Sayers' Characters, including Villains, in the Golden Age of Mysteries

The Golden Age mysteries often get compared to each other. 

Comparisons seem to be how humans survive (Is that dark alley safe or unsafe? Is that person a stranger or friend?). Consequently, I think that comparisons are often inevitable. 

However, I think the impulse should be fought. Or at least monitored. It is completely unnecessary to consider Christie better than Sayers or Sayers better than Christie or Marsh better than either of them. I've read all three. I enjoy all three. I'm not going to stop enjoying all three. 

I think where comparisons get interesting is not deciding who is better or worse. I think comparisons get interesting in examining how the writers differ.

Marsh, who worked in the theatre, wrote characters from the perspective of a playwright: where they stand in a scene, how they look, how they move. 

Christie distilled human characteristics into brief and very relatable portraits. 

Sayers creates individuals within context. 

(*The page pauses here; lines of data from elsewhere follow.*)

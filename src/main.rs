//! Dual Arcade entry point
//!
//! On the web this starts the canvas bridge. Natively it runs both games
//! headlessly on a virtual clock with scripted input and logs what happened.

#[cfg(target_arch = "wasm32")]
use wasm_bindgen::prelude::*;

#[cfg(target_arch = "wasm32")]
#[wasm_bindgen(start)]
pub fn wasm_main() {
    console_error_panic_hook::set_once();
    if console_log::init_with_level(log::Level::Info).is_err() {
        web_sys::console::warn_1(&"Logger already initialized".into());
    }
    log::info!("Dual Arcade starting...");
    if let Err(e) = dual_arcade::platform::web::run() {
        log::error!("Startup failed: {e}");
    }
}

#[cfg(target_arch = "wasm32")]
fn main() {
    // WASM entry point is wasm_main, this is just to satisfy the compiler
}

#[cfg(not(target_arch = "wasm32"))]
fn main() {
    env_logger::Builder::from_env(env_logger::Env::default().default_filter_or("info")).init();
    log::info!("Dual Arcade (native, headless) starting...");

    let settings = match std::env::args().nth(1) {
        Some(path) => match load_settings(&path) {
            Ok(settings) => settings,
            Err(e) => {
                log::error!("Ignoring settings file {path}: {e}");
                dual_arcade::Settings::default()
            }
        },
        None => dual_arcade::Settings::default(),
    };

    headless::run_platformer(&settings);
    headless::run_dodger(&settings);
}

#[cfg(not(target_arch = "wasm32"))]
fn load_settings(path: &str) -> Result<dual_arcade::Settings, Box<dyn std::error::Error>> {
    let json = std::fs::read_to_string(path)?;
    Ok(dual_arcade::Settings::from_json(&json)?)
}

#[cfg(not(target_arch = "wasm32"))]
mod headless {
    use dual_arcade::driver::FrameReport;
    use dual_arcade::platform::ManualClock;
    use dual_arcade::renderer::DrawList;
    use dual_arcade::sim::{DodgerState, GameEvent, PlatformerState};
    use dual_arcade::tuning::Tuning;
    use dual_arcade::{FrameDriver, Game, Settings};

    const WIDTH: f32 = 960.0;
    const HEIGHT: f32 = 540.0;

    fn seed(settings: &Settings) -> u64 {
        if settings.seed == 0 { 0x5eed } else { settings.seed }
    }

    fn summarize(name: &str, reports: &[FrameReport]) {
        let mut deaths = 0;
        let mut wins = 0;
        let mut resets = 0;
        for event in reports.iter().flat_map(|r| r.events.iter()) {
            match event {
                GameEvent::Died => deaths += 1,
                GameEvent::Won => wins += 1,
                GameEvent::Reset => resets += 1,
                GameEvent::GateChanged { id, open } => {
                    log::info!("{name}: gate {id} {}", if *open { "opened" } else { "sealed" })
                }
                _ => {}
            }
        }
        log::info!(
            "{name}: {} frames, {deaths} deaths, {wins} wins, {resets} resets",
            reports.len()
        );
    }

    /// Walk Spark right off the start platform into the water pool
    pub fn run_platformer(settings: &Settings) {
        let tuning = Tuning::default().platformer;
        let game = PlatformerState::new(tuning, settings.max_particles(), seed(settings));
        let mut driver = FrameDriver::new(game, settings);
        let mut clock = ManualClock::default();
        let mut surface = DrawList::new(WIDTH, HEIGHT);

        driver.start();
        let mut reports = driver.pump(&mut clock, &mut surface, 30);
        driver.key_down("KeyW");
        reports.extend(driver.pump(&mut clock, &mut surface, 1));
        driver.key_up("KeyW");
        driver.key_down("KeyD");
        for _ in 0..600 {
            surface.clear();
            reports.extend(driver.pump(&mut clock, &mut surface, 1));
        }
        driver.key_up("KeyD");
        driver.stop();

        summarize(driver.game.name(), &reports);
        log::info!(
            "{}: ended in {} with status {:?}",
            driver.game.name(),
            driver.game.phase(),
            driver.game.hud().status()
        );
    }

    /// Flap on a fixed rhythm and let the pipes decide
    pub fn run_dodger(settings: &Settings) {
        let tuning = Tuning::default().dodger;
        let game = DodgerState::new(tuning, settings.max_particles(), seed(settings), WIDTH, HEIGHT);
        let mut driver = FrameDriver::new(game, settings);
        let mut clock = ManualClock::default();
        let mut surface = DrawList::new(WIDTH, HEIGHT);

        driver.start();
        let mut reports = Vec::new();
        for frame in 0..1800 {
            if frame % 24 == 0 {
                driver.key_down("Space");
            }
            surface.clear();
            reports.extend(driver.pump(&mut clock, &mut surface, 1));
            driver.key_up("Space");
        }
        driver.stop();

        summarize(driver.game.name(), &reports);
        log::info!(
            "{}: best score {}",
            driver.game.name(),
            driver.game.hud().best()
        );
    }
}
//! Game settings and preferences
//!
//! Read once at startup from JSON (e.g. a `data-settings` attribute on the
//! canvas). Nothing is written back.

use serde::{Deserialize, Serialize};

/// Errors from parsing or validating configuration
#[derive(Debug, thiserror::Error)]
pub enum ConfigError {
    #[error("invalid config JSON: {0}")]
    Parse(#[from] serde_json::Error),
    #[error("{field} must be {expected}, got {value}")]
    OutOfRange {
        field: &'static str,
        expected: &'static str,
        value: f32,
    },
}

/// Quality preset levels
#[derive(Debug, Clone, Copy, PartialEq, Eq, Serialize, Deserialize, Default)]
pub enum QualityPreset {
    Low,
    #[default]
    Medium,
    High,
}

impl QualityPreset {
    pub fn as_str(&self) -> &'static str {
        match self {
            QualityPreset::Low => "Low",
            QualityPreset::Medium => "Medium",
            QualityPreset::High => "High",
        }
    }

    pub fn from_str(s: &str) -> Option<Self> {
        match s.to_lowercase().as_str() {
            "low" => Some(QualityPreset::Low),
            "medium" | "med" => Some(QualityPreset::Medium),
            "high" => Some(QualityPreset::High),
            _ => None,
        }
    }

    /// Maximum particles for this preset
    pub fn max_particles(&self) -> usize {
        match self {
            QualityPreset::Low => 100,
            QualityPreset::Medium => 500,
            QualityPreset::High => 2000,
        }
    }

    /// Whether to draw the scrolling background stripes
    pub fn background_stripes(&self) -> bool {
        !matches!(self, QualityPreset::Low)
    }
}

/// Game settings/preferences
#[derive(Debug, Clone, PartialEq, Serialize, Deserialize)]
#[serde(default)]
pub struct Settings {
    /// Graphics quality preset
    pub quality: QualityPreset,
    /// Particle effects (confetti, shards, trails)
    pub particles: bool,
    /// Reduced motion (no scrolling background)
    pub reduced_motion: bool,
    /// Show FPS counter in the overlay
    pub show_fps: bool,
    /// RNG seed; 0 means "pick one at startup"
    pub seed: u64,
}

impl Default for Settings {
    fn default() -> Self {
        Self {
            quality: QualityPreset::Medium,
            particles: true,
            reduced_motion: false,
            show_fps: false,
            seed: 0,
        }
    }
}

impl Settings {
    /// Create settings from a quality preset (applies preset defaults)
    pub fn from_preset(preset: QualityPreset) -> Self {
        Self {
            quality: preset,
            ..Self::default()
        }
    }

    /// Parse settings; missing fields take their defaults
    pub fn from_json(json: &str) -> Result<Self, ConfigError> {
        let settings: Settings = serde_json::from_str(json)?;
        Ok(settings)
    }

    /// Effective particle count cap
    pub fn max_particles(&self) -> usize {
        if !self.particles {
            0
        } else {
            self.quality.max_particles()
        }
    }

    /// Effective background scroll stripes (respects reduced_motion)
    pub fn background_motion(&self) -> bool {
        self.quality.background_stripes() && !self.reduced_motion
    }
}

One of my favorite Sayers' character is Charles Parker. In Unnatural Death, Sayers describes him as "one of those methodical painstaking people whom the world can ill spare." In many ways, Parker is like Bell from Elementary: a guy who looks at an issue from as many sides as possible. AND does the hard work of collecting the requisite information. He also has the masterful ability to be unafraid and unimpressed by Wimsey. He isn't tactless or revolutionary but he also isn't a sycophant. If he thinks Peter is behaving pompously, he says so. 

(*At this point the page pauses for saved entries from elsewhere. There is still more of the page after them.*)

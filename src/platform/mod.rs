//! Platform abstraction layer
//!
//! Handles browser/native differences for:
//! - Time (refresh timestamps or a virtual clock)
//! - Fullscreen tracking
//! - Canvas drawing and DOM wiring (wasm only)

pub mod fullscreen;
#[cfg(target_arch = "wasm32")]
pub mod web;

pub use fullscreen::{Fullscreen, FullscreenError};

use crate::consts::NOMINAL_FRAME_MS;

/// Source of frame timestamps in milliseconds
pub trait Clock {
    fn now_ms(&self) -> f64;
    /// Block or advance until the next frame is due
    fn wait_frame(&mut self);
}

/// Virtual clock for headless runs; time only moves when told to
#[derive(Debug, Clone, Copy, PartialEq)]
pub struct ManualClock {
    now_ms: f64,
    step_ms: f64,
}

impl ManualClock {
    /// Starts at zero and advances `step_ms` per frame
    pub fn new(step_ms: f64) -> Self {
        Self {
            now_ms: 0.0,
            step_ms,
        }
    }

    pub fn advance(&mut self, ms: f64) {
        self.now_ms += ms;
    }

    pub fn set(&mut self, now_ms: f64) {
        self.now_ms = now_ms;
    }
}

impl Default for ManualClock {
    fn default() -> Self {
        Self::new(NOMINAL_FRAME_MS)
    }
}

impl Clock for ManualClock {
    fn now_ms(&self) -> f64 {
        self.now_ms
    }

    fn wait_frame(&mut self) {
        self.now_ms += self.step_ms;
    }
}
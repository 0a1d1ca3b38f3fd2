//! Dual-robot platformer
//!
//! Two robots share one keyboard. Spark shorts out in water, Wave boils in
//! fire. Switches hold gates open only while a robot stands on them. The
//! course clears when both robots stand on their own goal pad at once.

use glam::Vec2;
use rand::{Rng, SeedableRng};
use rand_pcg::Pcg32;
use serde::{Deserialize, Serialize};

use super::body::{Body, EntityKind};
use super::collision::{land_on_platforms, push_out_of_gate};
use super::effects::{CONFETTI_COLORS, EffectPool, ParticleKind, Tint};
use super::geom::Rect;
use super::phase::GamePhase;
use super::GameEvent;
use crate::hud::Hud;
use crate::input::{Controls, Keyboard, SPARK_CONTROLS, WAVE_CONTROLS};
use crate::tuning::PlatformerTuning;

pub const IDLE_MESSAGE: &str = "Boot the prototypes and reach the pads.";
pub const HAZARD_MESSAGE: &str = "Hazard shutdown! Rerouting power.";
pub const WIN_MESSAGE: &str = "Course cleared! Robots synced for the next decode season stage.";
pub const RESET_MESSAGE: &str = "Course reset: recalibrating motors.";

/// Hazard element
#[derive(Debug, Clone, Copy, PartialEq, Eq, Serialize, Deserialize)]
pub enum Element {
    Fire,
    Water,
}

impl Element {
    /// Mismatched element destroys the robot; same-element is safe
    pub fn harms(self, kind: EntityKind) -> bool {
        matches!(
            (self, kind),
            (Element::Water, EntityKind::Spark) | (Element::Fire, EntityKind::Wave)
        )
    }
}

#[derive(Debug, Clone, Copy, PartialEq, Serialize, Deserialize)]
pub struct Hazard {
    pub rect: Rect,
    pub element: Element,
}

/// Door bound to every switch with the same id
#[derive(Debug, Clone, Copy, PartialEq, Serialize, Deserialize)]
pub struct Gate {
    pub rect: Rect,
    pub id: char,
    pub open: bool,
}

/// Pressure switch, held while any robot is close enough
#[derive(Debug, Clone, Copy, PartialEq, Serialize, Deserialize)]
pub struct Switch {
    pub pos: Vec2,
    pub radius: f32,
    pub id: char,
    pub held: bool,
}

impl Switch {
    /// Center distance below radius plus half the body's smaller side
    pub fn is_pressed_by(&self, body: &Body) -> bool {
        let reach = self.radius + body.size.x.min(body.size.y) / 2.0;
        body.center().distance(self.pos) < reach
    }
}

/// Goal pad for one robot kind
#[derive(Debug, Clone, Copy, PartialEq, Serialize, Deserialize)]
pub struct Goal {
    pub rect: Rect,
    pub kind: EntityKind,
}

/// Static course geometry plus gate/switch state
#[derive(Debug, Clone, PartialEq, Serialize, Deserialize)]
pub struct Level {
    pub platforms: Vec<Rect>,
    pub hazards: Vec<Hazard>,
    pub gates: Vec<Gate>,
    pub switches: Vec<Switch>,
    pub goals: Vec<Goal>,
}

impl Level {
    /// The built-in course
    pub fn foundry() -> Self {
        let platforms = [
            (60.0, 480.0, 260.0, 32.0),
            (380.0, 430.0, 160.0, 24.0),
            (620.0, 470.0, 280.0, 28.0),
            (100.0, 360.0, 140.0, 22.0),
            (320.0, 320.0, 160.0, 20.0),
            (540.0, 300.0, 140.0, 20.0),
            (740.0, 280.0, 140.0, 20.0),
            (70.0, 240.0, 140.0, 18.0),
            (260.0, 200.0, 140.0, 18.0),
            (520.0, 190.0, 140.0, 18.0),
        ]
        .into_iter()
        .map(|(x, y, w, h)| Rect::new(x, y, w, h))
        .collect();

        let hazards = vec![
            Hazard {
                rect: Rect::new(320.0, 488.0, 60.0, 52.0),
                element: Element::Fire,
            },
            Hazard {
                rect: Rect::new(480.0, 488.0, 60.0, 52.0),
                element: Element::Water,
            },
            Hazard {
                rect: Rect::new(860.0, 496.0, 60.0, 44.0),
                element: Element::Fire,
            },
        ];

        let gates = vec![Gate {
            rect: Rect::new(560.0, 430.0, 20.0, 70.0),
            id: 'A',
            open: false,
        }];

        let switches = vec![Switch {
            pos: Vec2::new(430.0, 404.0),
            radius: 12.0,
            id: 'A',
            held: false,
        }];

        let goals = vec![
            Goal {
                rect: Rect::new(770.0, 240.0, 60.0, 12.0),
                kind: EntityKind::Spark,
            },
            Goal {
                rect: Rect::new(610.0, 160.0, 60.0, 12.0),
                kind: EntityKind::Wave,
            },
        ];

        Self {
            platforms,
            hazards,
            gates,
            switches,
            goals,
        }
    }

    /// Recompute switch holds, then bind each gate to its switches.
    ///
    /// Returns the gates whose open flag changed as `(id, open)`.
    pub fn update_switches<'a, I>(&mut self, bodies: I) -> Vec<(char, bool)>
    where
        I: Iterator<Item = &'a Body> + Clone,
    {
        for switch in &mut self.switches {
            switch.held = bodies.clone().any(|b| switch.is_pressed_by(b));
        }

        let mut changed = Vec::new();
        for gate in &mut self.gates {
            let open = self
                .switches
                .iter()
                .any(|s| s.id == gate.id && s.held);
            if open != gate.open {
                gate.open = open;
                changed.push((gate.id, open));
            }
        }
        changed
    }

    /// Close every gate and release every switch
    pub fn reset_mechanisms(&mut self) {
        for gate in &mut self.gates {
            gate.open = false;
        }
        for switch in &mut self.switches {
            switch.held = false;
        }
    }

    pub fn closed_gates(&self) -> impl Iterator<Item = &Rect> {
        self.gates.iter().filter(|g| !g.open).map(|g| &g.rect)
    }

    pub fn is_gate_open(&self, id: char) -> bool {
        self.gates.iter().any(|g| g.id == id && g.open)
    }

    /// First hazard that destroys this body, if any
    pub fn lethal_hazard(&self, body: &Body) -> Option<&Hazard> {
        let rect = body.rect();
        self.hazards
            .iter()
            .find(|h| h.element.harms(body.kind) && rect.overlaps(&h.rect))
    }

    pub fn goal_for(&self, kind: EntityKind) -> Option<&Goal> {
        self.goals.iter().find(|g| g.kind == kind)
    }
}

/// One player-controlled robot
#[derive(Debug, Clone, PartialEq)]
pub struct Robot {
    pub body: Body,
    pub controls: Controls,
}

impl Robot {
    pub fn tint(&self) -> Tint {
        match self.body.kind {
            EntityKind::Wave => Tint::Wave,
            EntityKind::Glider => Tint::Glider,
            EntityKind::Spark => Tint::Spark,
        }
    }
}

/// Complete platformer state
#[derive(Debug, Clone)]
pub struct PlatformerState {
    pub tuning: PlatformerTuning,
    pub level: Level,
    pub robots: Vec<Robot>,
    pub phase: GamePhase,
    pub effects: EffectPool,
    pub hud: Hud,
    /// Course width/height used for clamping; fixed by tuning
    pub surface: Vec2,
    /// Robot destroyed this run (not drawn while dead)
    pub wrecked: Option<usize>,
    /// Simulation tick counter (playing ticks only)
    pub time_ticks: u64,
    rng: Pcg32,
}

impl PlatformerState {
    pub fn new(tuning: PlatformerTuning, max_particles: usize, seed: u64) -> Self {
        let size = tuning.robot_size;
        let robots = vec![
            Robot {
                body: Body::new(EntityKind::Spark, Vec2::new(90.0, 430.0), size),
                controls: SPARK_CONTROLS,
            },
            Robot {
                body: Body::new(EntityKind::Wave, Vec2::new(180.0, 430.0), size),
                controls: WAVE_CONTROLS,
            },
        ];
        let surface = Vec2::new(tuning.surface_width, tuning.surface_height);
        Self {
            tuning,
            level: Level::foundry(),
            robots,
            phase: GamePhase::Menu,
            effects: EffectPool::new(max_particles),
            hud: Hud::new(IDLE_MESSAGE),
            surface,
            wrecked: None,
            time_ticks: 0,
            rng: Pcg32::seed_from_u64(seed),
        }
    }

    fn any_jump_pressed(&self, keys: &Keyboard) -> bool {
        self.robots.iter().any(|r| keys.was_pressed(r.controls.jump))
    }

    /// Advance one frame: phase input, simulation, collision, effect aging
    pub fn update(&mut self, keys: &Keyboard, dt: f32) -> Vec<GameEvent> {
        let mut events = Vec::new();

        match self.phase {
            GamePhase::Menu if self.any_jump_pressed(keys) => {
                self.phase.start();
                log::info!("Platformer: playing");
                events.push(GameEvent::Started);
            }
            GamePhase::Won if self.any_jump_pressed(keys) => {
                self.reset();
                self.hud.show_idle();
                events.push(GameEvent::Reset);
            }
            _ => {}
        }

        if self.phase.simulates() {
            self.time_ticks += 1;
            self.step(keys, dt, &mut events);
        }

        self.effects.update(dt, self.surface.y);
        events
    }

    fn step(&mut self, keys: &Keyboard, dt: f32, events: &mut Vec<GameEvent>) {
        let Self {
            tuning,
            level,
            robots,
            phase,
            effects,
            hud,
            surface,
            wrecked,
            time_ticks,
            rng,
        } = self;

        for (id, open) in level.update_switches(robots.iter().map(|r| &r.body)) {
            log::debug!("Gate {} {}", id, if open { "opened" } else { "sealed" });
            hud.flash(if open {
                format!("Gate {id} opened.")
            } else {
                format!("Gate {id} sealed.")
            });
            events.push(GameEvent::GateChanged { id, open });
        }

        let motion = tuning.motion();
        for (i, robot) in robots.iter_mut().enumerate() {
            let c = robot.controls;
            let tint = robot.tint();
            let body = &mut robot.body;

            if keys.is_held(c.left) {
                body.vel.x -= tuning.run_accel * dt;
            }
            if keys.is_held(c.right) {
                body.vel.x += tuning.run_accel * dt;
            }
            if keys.is_held(c.jump) && body.grounded {
                body.vel.y = -tuning.jump_impulse;
                body.grounded = false;
                let heel = Vec2::new(body.center().x, body.bottom());
                effects.emit(ParticleKind::Trail, heel, tint, rng);
                events.push(GameEvent::Jumped(i));
            }

            body.integrate(&motion, dt);
            body.grounded = false;
            land_on_platforms(body, &level.platforms, dt);
            // The surface floor counts as ground
            if body.clamp_to_surface(Some(surface.x), surface.y).floor {
                body.grounded = true;
            }
            for gate in level.closed_gates() {
                push_out_of_gate(body, gate);
            }
            body.clamp_to_surface(Some(surface.x), surface.y);

            if let Some(hazard) = level.lethal_hazard(body) {
                if phase.die() {
                    log::info!(
                        "Platformer: {} destroyed by {:?}",
                        body.kind.as_str(),
                        hazard.element
                    );
                    effects.burst(ParticleKind::Shard, body.center(), tuning.death_shards, |_| tint, rng);
                    hud.flash(HAZARD_MESSAGE);
                    *wrecked = Some(i);
                    events.push(GameEvent::Died);
                }
                break;
            }
        }

        if phase.simulates() && Self::goals_met_in(level, robots) && phase.win() {
            log::info!("Platformer: course cleared after {} ticks", time_ticks);
            let per_goal = tuning.win_confetti / level.goals.len().max(1);
            for goal in &level.goals {
                effects.burst(
                    ParticleKind::Confetti,
                    goal.rect.center(),
                    per_goal,
                    |r| Tint::Confetti(r.random_range(0..CONFETTI_COLORS)),
                    rng,
                );
            }
            hud.set_status(WIN_MESSAGE);
            events.push(GameEvent::Won);
        }
    }

    fn goals_met_in(level: &Level, robots: &[Robot]) -> bool {
        !robots.is_empty()
            && robots.iter().all(|r| {
                level
                    .goal_for(r.body.kind)
                    .is_some_and(|g| r.body.rect().overlaps(&g.rect))
            })
    }

    /// Every robot overlaps the goal assigned to its kind
    pub fn goals_met(&self) -> bool {
        Self::goals_met_in(&self.level, &self.robots)
    }

    /// Terminal check after drawing: a dead run resets once its effects are gone
    pub fn settle(&mut self) -> Option<GameEvent> {
        if self.phase == GamePhase::Dead && self.effects.is_empty() {
            self.reset();
            return Some(GameEvent::Reset);
        }
        None
    }

    /// Back to the menu with robots, gates, switches and effects restored.
    /// Leaves the status line alone so a pending message can finish.
    pub fn reset(&mut self) {
        for robot in &mut self.robots {
            robot.body.reset();
        }
        self.level.reset_mechanisms();
        self.effects.clear();
        self.phase = GamePhase::Menu;
        self.wrecked = None;
        self.hud.set_score(0);
        log::info!("Platformer: reset to menu");
    }

    /// Reset control: forces the menu from any phase
    pub fn manual_reset(&mut self) {
        self.reset();
        self.hud.flash(RESET_MESSAGE);
    }
}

Sayers' villains also have a quality that I think most villains have (and the reason villains who confess when faced with THE TRUTH never entirely convince me). They think themselves justified. Even the most evil of her villains, from Unnatural Death, is entirely normal on the surface. The villain's world has narrowed to MY rights, MY needs, MY desired outcome. In fact, like C.S. Lewis, Sayers conveys the normality of the villainous behavior, so the villain of Murder Must Advertise is NOT, as Wimsey recognizes, the Big Bad. He is too impulsive; too easily caught in dumb behavior. He got away with the murder initially because it was put down to accident. But he was never going to get away with much for long.